" C’était au premier soir de la guerre de Six Jours. Un pilote israélien descend de son Fouga Magister, près de Beersheba. Le regard las et grave de ceux qui ont beaucoup tué. Une vieille amitié et, peut-être, le besoin de parier, le font s’approcher de moi : « Tu sais, dit-il, ce matin, quand on a décollé pour la première mission, je ne savais pas si, au retour, j’aurais encore un pays où me poser... »
C’était vrai, bien sûr, et sans appel. Mais avec, malgré tout, quelque chose d’un peu trop simple, d’un peu trop beau, d’un peu trop exemplaire. Un mur à Jérusalem laisse la même impression. Les documents, comme tous ceux que choisit de monter Frédéric Rossif — en collaboration, cette fois, avec Albert Knobler — sont parfois bouleversants, souvent émouvants, indiscutables toujours. Joseph Kessel signe un commentaire simple d’homme fort.
Quant à l’histoire, comme on dit, c’est celle du Juif errant s’installant sur ses terres, quittant le plus profond de cette Europe à feu et à sang pour apprendre, là-bas, « au pays », les rudes exigences de la vie de soldat-laboureur. Il faut déménager les dunes à dos de chameau, s’initier au maniement des bombes et à la grammaire hébraïque, construire la maison et faire pousser les tomates, refaire à la fois l’histoire et la géographie : ces images-là, qui montrent la métamorphose du Juif en Israélien, sont certainement les plus belles. D’ailleurs, Israël vit encore sur l’idéal héroïque d’alors ; là où l’on planta des arbres, des légendes ont poussé.
C’est en 1948, avec le vote de l’Onu créant l’Etat d’Israël, que bascule l’histoire des Juifs, et, en conséquence, le film. Une épopée horrible et sublime avait mené un peuple du ghetto au kibboutz (...) La dernière image fixe Moshé Dayan, en casque et uniforme, en train d’insérer selon la tradition, entre deux pierres du Mur des Lamentations, un papier plié portant son vœu : « Shalom », la paix.

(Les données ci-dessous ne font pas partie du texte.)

pub mod ago;

pub use ago::format_time_ago;
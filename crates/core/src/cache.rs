use chrono::{DateTime, Utc};
use dashmap::DashMap;
use std::time::Duration;

/// Key/value store with a single time-to-live for every entry.
///
/// Expiry is passive: stale entries are ignored on read but stay in the map until the key is
/// written again. Growth is unbounded; callers are expected to use a small, stable key space.
#[derive(Debug)]
pub struct CacheStore<V> {
    entries: DashMap<String, CacheEntry<V>>,
    ttl: Duration,
}

#[derive(Debug, Clone)]
struct CacheEntry<V> {
    value: V,
    inserted_at: DateTime<Utc>,
}

impl<V: Clone> CacheStore<V> {
    pub fn new(ttl: Duration) -> Self {
        Self {
            entries: DashMap::new(),
            ttl,
        }
    }

    pub fn get(&self, key: &str) -> Option<V> {
        self.get_at(key, Utc::now())
    }

    pub fn get_at(&self, key: &str, now: DateTime<Utc>) -> Option<V> {
        let entry = self.entries.get(key)?;
        let age = now.signed_duration_since(entry.inserted_at);
        let fresh = match chrono::Duration::from_std(self.ttl) {
            Ok(ttl) => age < ttl,
            // TTL too large to represent: never expires.
            Err(_) => true,
        };
        fresh.then(|| entry.value.clone())
    }

    pub fn set(&self, key: impl Into<String>, value: V) {
        self.set_at(key, value, Utc::now());
    }

    pub fn set_at(&self, key: impl Into<String>, value: V, now: DateTime<Utc>) {
        self.entries.insert(
            key.into(),
            CacheEntry {
                value,
                inserted_at: now,
            },
        );
    }

    /// Number of stored entries, stale ones included.
    pub fn len(&self) -> usize {
        self.entries.len()
    }

    pub fn is_empty(&self) -> bool {
        self.entries.is_empty()
    }
}

#[cfg(test)]
mod tests {
    use super::*;
    use chrono::TimeZone;

    fn t0() -> DateTime<Utc> {
        Utc.with_ymd_and_hms(2026, 3, 2, 14, 30, 0).unwrap()
    }

    #[test]
    fn returns_value_within_ttl() {
        let cache = CacheStore::new(Duration::from_secs(60));
        cache.set_at("quote:AAPL", 181.5_f64, t0());

        let later = t0() + chrono::Duration::seconds(59);
        assert_eq!(cache.get_at("quote:AAPL", later), Some(181.5));
    }

    #[test]
    fn stale_entry_is_ignored_but_kept() {
        let cache = CacheStore::new(Duration::from_secs(60));
        cache.set_at("quote:AAPL", 181.5_f64, t0());

        let expired = t0() + chrono::Duration::seconds(60);
        assert_eq!(cache.get_at("quote:AAPL", expired), None);
        assert_eq!(cache.len(), 1);
    }

    #[test]
    fn set_overwrites_and_restamps() {
        let cache = CacheStore::new(Duration::from_secs(60));
        cache.set_at("k", 1_u32, t0());
        let t1 = t0() + chrono::Duration::seconds(50);
        cache.set_at("k", 2_u32, t1);

        let t2 = t0() + chrono::Duration::seconds(100);
        assert_eq!(cache.get_at("k", t2), Some(2));
        assert_eq!(cache.len(), 1);
    }

    #[test]
    fn missing_key_is_none() {
        let cache: CacheStore<String> = CacheStore::new(Duration::from_secs(300));
        assert!(cache.get("alerts:latest").is_none());
        assert!(cache.is_empty());
    }

    #[test]
    fn zero_ttl_never_serves() {
        let cache = CacheStore::new(Duration::ZERO);
        cache.set_at("k", "v".to_string(), t0());
        assert_eq!(cache.get_at("k", t0()), None);
    }
}
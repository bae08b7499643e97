use crate::domain::quote::{round2, QuoteRecord};
use chrono::{DateTime, Utc};
use rand::Rng;

pub const SIMULATED_QUOTE_SOURCE: &str = "Simulated (Rate Limited)";

const DEFAULT_BASE_PRICE: f64 = 100.0;
const DEFAULT_BASE_VOLUME: f64 = 20_000_000.0;

const BASE_PRICES: &[(&str, f64)] = &[
    ("AAPL", 180.0),
    ("MSFT", 380.0),
    ("GOOGL", 140.0),
    ("AMZN", 155.0),
    ("NVDA", 480.0),
    ("TSLA", 245.0),
    ("META", 350.0),
    ("JPM", 170.0),
    ("V", 260.0),
    ("JNJ", 160.0),
    ("XOM", 105.0),
];

pub fn base_price(symbol: &str) -> f64 {
    BASE_PRICES
        .iter()
        .find(|(s, _)| *s == symbol)
        .map(|(_, p)| *p)
        .unwrap_or(DEFAULT_BASE_PRICE)
}

fn base_volume(symbol: &str) -> f64 {
    match symbol {
        "AAPL" => 50_000_000.0,
        "NVDA" => 25_000_000.0,
        "MSFT" => 30_000_000.0,
        _ => DEFAULT_BASE_VOLUME,
    }
}

/// Builds a plausible quote around the symbol's reference price: ±3% on the price, ±2% daily
/// move, and volume between half and one and a half times the symbol's usual volume.
pub fn simulated_quote<R: Rng + ?Sized>(
    symbol: &str,
    rng: &mut R,
    now: DateTime<Utc>,
) -> QuoteRecord {
    let base = base_price(symbol);
    let variation: f64 = rng.gen_range(-0.03..0.03);
    let price = round2(base * (1.0 + variation));

    let daily: f64 = rng.gen_range(-0.02..0.02);
    let change = round2(price * daily);
    let change_percent = round2(daily * 100.0);

    let volume = (base_volume(symbol) * rng.gen_range(0.5..1.5)).floor() as u64;

    QuoteRecord {
        symbol: symbol.to_string(),
        price,
        change,
        change_percent,
        volume,
        high: round2(price * 1.02),
        low: round2(price * 0.98),
        open: round2(price * (1.0 - daily / 2.0)),
        previous_close: round2(price - change),
        timestamp: now,
        is_live: false,
        source: SIMULATED_QUOTE_SOURCE.to_string(),
    }
}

Donc, « ça finit bien ». Et, à la vérité, peut-être trop bien (...) il faut prendre parti, choisir son camp. Frédéric Rossif l’a fait sans ambiguïté : le drame arabe, parfois sensible, reste en marge. Il ne s’agit évidemment pas de propagande. C’est, comme Mourir à Madrid, un film engagé qui aurait pu s’appeler, et pour les mêmes raisons, «Vivre à Jérusalem ». Mais Rossif, cette fois, est dans le camp des vainqueurs : certains le lui reprocheront (...) Un mur à Jérusalem est un film simple et beau. Avec, toujours, cette agaçante restriction : un peu trop simple, un peu trop beau."